В совместном исследовании под руководством Sanford Burnham Prebys Medical Discovery Institute (SBP) исследователи объединили две общедоступные базы данных «omics», чтобы создать новый каталог «факторов, вызывающих рак». Драйверы рака – это гены, которые при изменении ответственны за прогрессирование рака. Исследователи использовали базы данных мутаций рака и структуры белков для выявления мутаций в опухолях пациентов, которые изменяют границы нормального взаимодействия белок-белок (PPI). Исследование, опубликованное сегодня в PLoS Computational Biology, выявило более 100 новых генов-драйверов рака и помогает объяснить, как опухоли, вызванные одним и тем же геном, могут приводить к разным результатам для пациентов.
"Это первый раз, когда трехмерные характеристики белка, такие как ИПП, были использованы для идентификации генов-драйверов в больших наборах данных о раке," сказал ведущий автор Эдуард Порта-Пардо, Ph.D., постдокторант в SBP. "Мы обнаружили 71 интерфейс в белках, ранее не распознававшихся как движущие силы рака, представляющих потенциальные новые прогностические маркеры рака и / или мишени для лекарств. Наш анализ также выявил несколько интерфейсов драйверов в известных генах рака, таких как TP53, HRAS, PI3KCA и EGFR, что доказывает, что наш метод может найти соответствующие гены драйверов рака и что изменения в интерфейсах белков являются распространенным патогенетическим механизмом рака."
Рак вызывается накоплением мутаций в ДНК. До сих пор ученые были сосредоточены на обнаружении изменений в отдельных генах и клеточных путях, которые могут привести к раку. Но недавнее стремление Национальных институтов здравоохранения (NIH) поощрять обмен данными привело к эре беспрецедентной способности систематически анализировать крупномасштабные геномные, клинические и молекулярные данные, чтобы лучше объяснять и прогнозировать результаты лечения пациентов, а также находить новые мишени для лекарств для предотвращения, лечения и потенциально излечения рака.

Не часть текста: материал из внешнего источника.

//! Text functions

use super::arg;
use crate::broadcast::{lift1, lift2, lift3, lift_n};
use crate::coerce::text::{extract_int, extract_string};
use crate::coerce::CalcResult;
use crate::context::EvaluationContext;
use crate::value::Value;
use sheetcalc_core::ErrorCode;

/// Longest string a cell may hold
pub const MAX_TEXT_LENGTH: usize = 32767;

fn checked_text(s: String) -> CalcResult<Value> {
    if s.chars().count() > MAX_TEXT_LENGTH {
        return Err(ErrorCode::Value);
    }
    Ok(Value::Text(s))
}

/// Count argument of LEFT and RIGHT; omitted means one character
fn char_count(args: &[Value]) -> &Value {
    static ONE: Value = Value::Number(1.0);
    args.get(1).unwrap_or(&ONE)
}

/// LEN(text): length in characters
pub fn fn_len(args: &[Value], ctx: &EvaluationContext) -> Value {
    lift1(arg(args, 0), |v| {
        let s = extract_string(v, ctx.settings)?;
        Ok(Value::Number(s.chars().count() as f64))
    })
}

/// LEFT(text, [num_chars])
pub fn fn_left(args: &[Value], ctx: &EvaluationContext) -> Value {
    lift2(arg(args, 0), char_count(args), |v, n| {
        let s = extract_string(v, ctx.settings)?;
        let n = extract_int(n, 0, 1, false, ctx.settings)? as usize;
        Ok(Value::Text(s.chars().take(n).collect()))
    })
}

/// RIGHT(text, [num_chars])
pub fn fn_right(args: &[Value], ctx: &EvaluationContext) -> Value {
    lift2(arg(args, 0), char_count(args), |v, n| {
        let s = extract_string(v, ctx.settings)?;
        let n = extract_int(n, 0, 1, false, ctx.settings)? as usize;
        let skip = s.chars().count().saturating_sub(n);
        Ok(Value::Text(s.chars().skip(skip).collect()))
    })
}

/// MID(text, start_num, num_chars); `start_num` is 1-based
pub fn fn_mid(args: &[Value], ctx: &EvaluationContext) -> Value {
    lift3(arg(args, 0), arg(args, 1), arg(args, 2), |v, start, len| {
        let s = extract_string(v, ctx.settings)?;
        let start = extract_int(start, 1, 0, false, ctx.settings)? as usize;
        let len = extract_int(len, 0, 0, false, ctx.settings)? as usize;
        Ok(Value::Text(s.chars().skip(start - 1).take(len).collect()))
    })
}

/// REPT(text, number_times)
pub fn fn_rept(args: &[Value], ctx: &EvaluationContext) -> Value {
    lift2(arg(args, 0), arg(args, 1), |v, times| {
        let s = extract_string(v, ctx.settings)?;
        let times = extract_int(times, 0, 0, false, ctx.settings)? as usize;
        if s.chars().count().saturating_mul(times) > MAX_TEXT_LENGTH {
            return Err(ErrorCode::Value);
        }
        Ok(Value::Text(s.repeat(times)))
    })
}

pub fn fn_upper(args: &[Value], ctx: &EvaluationContext) -> Value {
    lift1(arg(args, 0), |v| Ok(Value::Text(extract_string(v, ctx.settings)?.to_uppercase())))
}

pub fn fn_lower(args: &[Value], ctx: &EvaluationContext) -> Value {
    lift1(arg(args, 0), |v| Ok(Value::Text(extract_string(v, ctx.settings)?.to_lowercase())))
}

/// TRIM(text): drop leading and trailing spaces, collapse inner runs to one
pub fn fn_trim(args: &[Value], ctx: &EvaluationContext) -> Value {
    lift1(arg(args, 0), |v| {
        let s = extract_string(v, ctx.settings)?;
        let words: Vec<&str> = s.split(' ').filter(|w| !w.is_empty()).collect();
        Ok(Value::Text(words.join(" ")))
    })
}

/// EXACT(text1, text2): case-sensitive comparison
pub fn fn_exact(args: &[Value], ctx: &EvaluationContext) -> Value {
    lift2(arg(args, 0), arg(args, 1), |a, b| {
        let a = extract_string(a, ctx.settings)?;
        let b = extract_string(b, ctx.settings)?;
        Ok(Value::Boolean(a == b))
    })
}

/// CONCATENATE(text1, ...), element-wise over array arguments
pub fn fn_concatenate(args: &[Value], ctx: &EvaluationContext) -> Value {
    let refs: Vec<&Value> = args.iter().collect();
    lift_n(&refs, |parts| {
        let mut joined = String::new();
        for part in parts {
            joined.push_str(&extract_string(part, ctx.settings)?);
        }
        checked_text(joined)
    })
}

/// CONCAT(text1, ...): joins every element of every argument into one string
pub fn fn_concat(args: &[Value], ctx: &EvaluationContext) -> Value {
    let mut joined = String::new();
    for value in args.iter().flat_map(Value::scalars) {
        match extract_string(value, ctx.settings) {
            Ok(s) => joined.push_str(&s),
            Err(e) => return Value::Error(e),
        }
    }
    checked_text(joined).unwrap_or_else(Value::Error)
}

#[cfg(test)]
mod tests {
    use super::*;
    use crate::compat::{CalcSettings, CompatibilityMode};
    use crate::evaluator::evaluate_cell_formula;
    use crate::value::Array;
    use pretty_assertions::assert_eq;

    fn eval(formula: &str) -> Value {
        evaluate_cell_formula(formula, &EvaluationContext::simple())
    }

    fn eval_mode(mode: CompatibilityMode, formula: &str) -> Value {
        let settings = CalcSettings::new(mode);
        evaluate_cell_formula(formula, &EvaluationContext::with_settings(&settings))
    }

    #[test]
    fn test_len_counts_characters() {
        assert_eq!(eval("=LEN(\"héllo\")"), Value::Number(5.0));
        assert_eq!(eval("=LEN(12.5)"), Value::Number(4.0));
        assert_eq!(eval("=LEN(TRUE)"), Value::Number(4.0));
        assert_eq!(eval_mode(CompatibilityMode::OpenOffice, "=LEN(TRUE)"), Value::Number(1.0));
    }

    #[test]
    fn test_left_right_mid() {
        assert_eq!(eval("=LEFT(\"spreadsheet\",6)"), Value::text("spread"));
        assert_eq!(eval("=LEFT(\"abc\")"), Value::text("a"));
        assert_eq!(eval("=RIGHT(\"abc\",2)"), Value::text("bc"));
        assert_eq!(eval("=RIGHT(\"abc\",10)"), Value::text("abc"));
        assert_eq!(eval("=MID(\"spreadsheet\",7,5)"), Value::text("sheet"));
        assert_eq!(eval("=MID(\"abc\",5,1)"), Value::text(""));
        assert_eq!(eval("=MID(\"abc\",0,1)"), Value::Error(ErrorCode::Value));
        assert_eq!(eval("=LEFT(\"abc\",-1)"), Value::Error(ErrorCode::Value));
    }

    #[test]
    fn test_blank_count_depends_on_mode() {
        assert_eq!(eval("=LEFT(\"abc\",)"), Value::text(""));
        assert_eq!(
            eval_mode(CompatibilityMode::Gnumeric, "=LEFT(\"abc\",)"),
            Value::text("a")
        );
    }

    #[test]
    fn test_boolean_count_rejected_in_openoffice() {
        assert_eq!(eval("=LEFT(\"abc\",TRUE)"), Value::text("a"));
        assert_eq!(
            eval_mode(CompatibilityMode::OpenOffice, "=LEFT(\"abc\",TRUE)"),
            Value::Error(ErrorCode::Value)
        );
    }

    #[test]
    fn test_case_and_trim() {
        assert_eq!(eval("=UPPER(\"MiXeD\")"), Value::text("MIXED"));
        assert_eq!(eval("=LOWER(\"MiXeD\")"), Value::text("mixed"));
        assert_eq!(eval("=TRIM(\"  a   b  \")"), Value::text("a b"));
        assert_eq!(eval("=EXACT(\"a\",\"A\")"), Value::Boolean(false));
        assert_eq!(eval("=EXACT(1,\"1\")"), Value::Boolean(true));
    }

    #[test]
    fn test_rept() {
        assert_eq!(eval("=REPT(\"ab\",3)"), Value::text("ababab"));
        assert_eq!(eval("=REPT(\"ab\",0)"), Value::text(""));
        assert_eq!(eval("=REPT(\"ab\",20000)"), Value::Error(ErrorCode::Value));
    }

    #[test]
    fn test_concatenation() {
        assert_eq!(eval("=CONCATENATE(\"a\",1,TRUE)"), Value::text("a1TRUE"));
        assert_eq!(
            eval("=CONCATENATE({\"a\",\"b\"},\"!\")"),
            Value::Array(Array::new(1, 2, vec![Value::text("a!"), Value::text("b!")]))
        );
        assert_eq!(eval("=CONCAT({\"a\",\"b\";\"c\",\"d\"},1)"), Value::text("abcd1"));
        assert_eq!(eval("=CONCAT(\"a\",#N/A)"), Value::Error(ErrorCode::Na));
    }

    #[test]
    fn test_errors_pass_through() {
        assert_eq!(eval("=UPPER(1/0)"), Value::Error(ErrorCode::Div0));
        assert_eq!(
            eval("=LEN({\"ab\",#REF!})"),
            Value::Array(Array::new(
                1,
                2,
                vec![Value::Number(2.0), Value::Error(ErrorCode::Ref)]
            ))
        );
    }
}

"Для этого исследования мы использовали расширенную версию e-Driver, нашего собственного вычислительного метода определения участков белка, вызывающих рак. Мы интегрировали данные об опухолях почти 6000 пациентов в Атлас генома рака (TCGA) с более чем 18000 трехмерных белковых структур из банка данных о белках (PDB)," сказал Адам Годзик, доктор философии.D, директор программы биоинформатики и структурной биологии в SBP. "Алгоритм анализирует, обогащены ли структурные изменения интерфейсов PPI мутациями рака, и, следовательно, может идентифицировать гены-кандидаты-драйверы."
"Гены – это не монолитные черные ящики. У них есть разные области, которые кодируют разные белковые домены, которые обычно отвечают за разные функции. Вполне возможно, что данный белок действует как драйвер рака только тогда, когда конкретная область белка мутирована," Годзик объяснил. "Наш метод помогает идентифицировать новые гены, вызывающие рак, и предлагать молекулярные гипотезы, чтобы объяснить, как опухоли, по-видимому, управляемые одним и тем же геном, имеют разное поведение, включая исходы для пациентов."
"Интересно, что мы определили некоторые потенциальные драйверы рака, которые задействованы в иммунной системе. С растущим пониманием важности иммунной системы в прогрессировании рака гены иммунитета, которые мы идентифицировали в этом исследовании, дают новое представление о том, какие взаимодействия могут быть наиболее подвержены влиянию," Годзик добавил.